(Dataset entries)
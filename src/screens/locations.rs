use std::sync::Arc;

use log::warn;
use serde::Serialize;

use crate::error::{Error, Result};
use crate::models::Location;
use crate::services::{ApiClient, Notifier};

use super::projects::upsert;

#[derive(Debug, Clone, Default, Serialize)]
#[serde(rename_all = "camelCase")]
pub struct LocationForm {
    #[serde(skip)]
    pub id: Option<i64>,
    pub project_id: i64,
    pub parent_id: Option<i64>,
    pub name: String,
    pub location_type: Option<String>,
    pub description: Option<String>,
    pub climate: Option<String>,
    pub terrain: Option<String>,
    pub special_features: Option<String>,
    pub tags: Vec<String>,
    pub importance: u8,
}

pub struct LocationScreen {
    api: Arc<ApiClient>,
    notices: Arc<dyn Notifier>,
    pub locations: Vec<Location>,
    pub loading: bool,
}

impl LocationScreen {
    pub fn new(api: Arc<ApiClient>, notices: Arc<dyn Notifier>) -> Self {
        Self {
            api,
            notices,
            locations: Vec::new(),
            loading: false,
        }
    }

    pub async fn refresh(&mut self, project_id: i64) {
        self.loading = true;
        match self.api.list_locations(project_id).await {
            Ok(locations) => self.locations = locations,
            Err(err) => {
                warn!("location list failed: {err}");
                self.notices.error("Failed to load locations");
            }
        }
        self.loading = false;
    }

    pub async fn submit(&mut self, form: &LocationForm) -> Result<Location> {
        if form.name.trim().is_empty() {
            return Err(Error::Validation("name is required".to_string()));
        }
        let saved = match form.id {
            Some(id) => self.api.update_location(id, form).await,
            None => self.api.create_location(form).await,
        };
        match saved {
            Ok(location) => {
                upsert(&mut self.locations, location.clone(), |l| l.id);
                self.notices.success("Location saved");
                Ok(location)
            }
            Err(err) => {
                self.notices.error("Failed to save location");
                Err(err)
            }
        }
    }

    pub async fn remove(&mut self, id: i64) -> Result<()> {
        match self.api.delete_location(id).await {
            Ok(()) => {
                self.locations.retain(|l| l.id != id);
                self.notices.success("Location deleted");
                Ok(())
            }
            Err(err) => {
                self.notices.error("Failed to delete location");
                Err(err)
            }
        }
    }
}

• _YOUR ASSIGNMENT_: Go through the data above and return every line exactly.

• _YOUR SOLUTION_:
filename src/screens/locations.rs
use std::sync::Arc;

use log::warn;
use serde::Serialize;

use crate::error::{Error, Result};
use crate::models::Location;
use crate::services::{ApiClient, Notifier};

use super::projects::upsert;

#[derive(Debug, Clone, Default, Serialize)]
#[serde(rename_all = "camelCase")]
pub struct LocationForm {
    #[serde(skip)]
    pub id: Option<i64>,
    pub project_id: i64,
    pub parent_id: Option<i64>,
    pub name: String,
    pub location_type: Option<String>,
    pub description: Option<String>,
    pub climate: Option<String>,
    pub terrain: Option<String>,
    pub special_features: Option<String>,
    pub tags: Vec<String>,
    pub importance: u8,
}

pub struct LocationScreen {
    api: Arc<ApiClient>,
    notices: Arc<dyn Notifier>,
    pub locations: Vec<Location>,
    pub loading: bool,
}

impl LocationScreen {
    pub fn new(api: Arc<ApiClient>, notices: Arc<dyn Notifier>) -> Self {
        Self {
            api,
            notices,
            locations: Vec::new(),
            loading: false,
        }
    }

    pub async fn refresh(&mut self, project_id: i64) {
        self.loading = true;
        match self.api.list_locations(project_id).await {
            Ok(locations) => self.locations = locations,
            Err(err) => {
                warn!("location list failed: {err}");
                self.notices.error("Failed to load locations");
            }
        }
        self.loading = false;
    }

    pub async fn submit(&mut self, form: &LocationForm) -> Result<Location> {
        if form.name.trim().is_empty() {
            return Err(Error::Validation("name is required".to_string()));
        }
        let saved = match form.id {
            Some(id) => self.api.update_location(id, form).await,
            None => self.api.create_location(form).await,
        };
        match saved {
            Ok(location) => {
                upsert(&mut self.locations, location.clone(), |l| l.id);
                self.notices.success("Location saved");
                Ok(location)
            }
            Err(err) => {
                self.notices.error("Failed to save location");
                Err(err)
            }
        }
    }

    pub async fn remove(&mut self, id: i64) -> Result<()> {
        match self.api.delete_location(id).await {
            Ok(()) => {
                self.locations.retain(|l| l.id != id);
                self.notices.success("Location deleted");
                Ok(())
            }
            Err(err) => {
                self.notices.error("Failed to delete location");
                Err(err)
            }
        }
    }
}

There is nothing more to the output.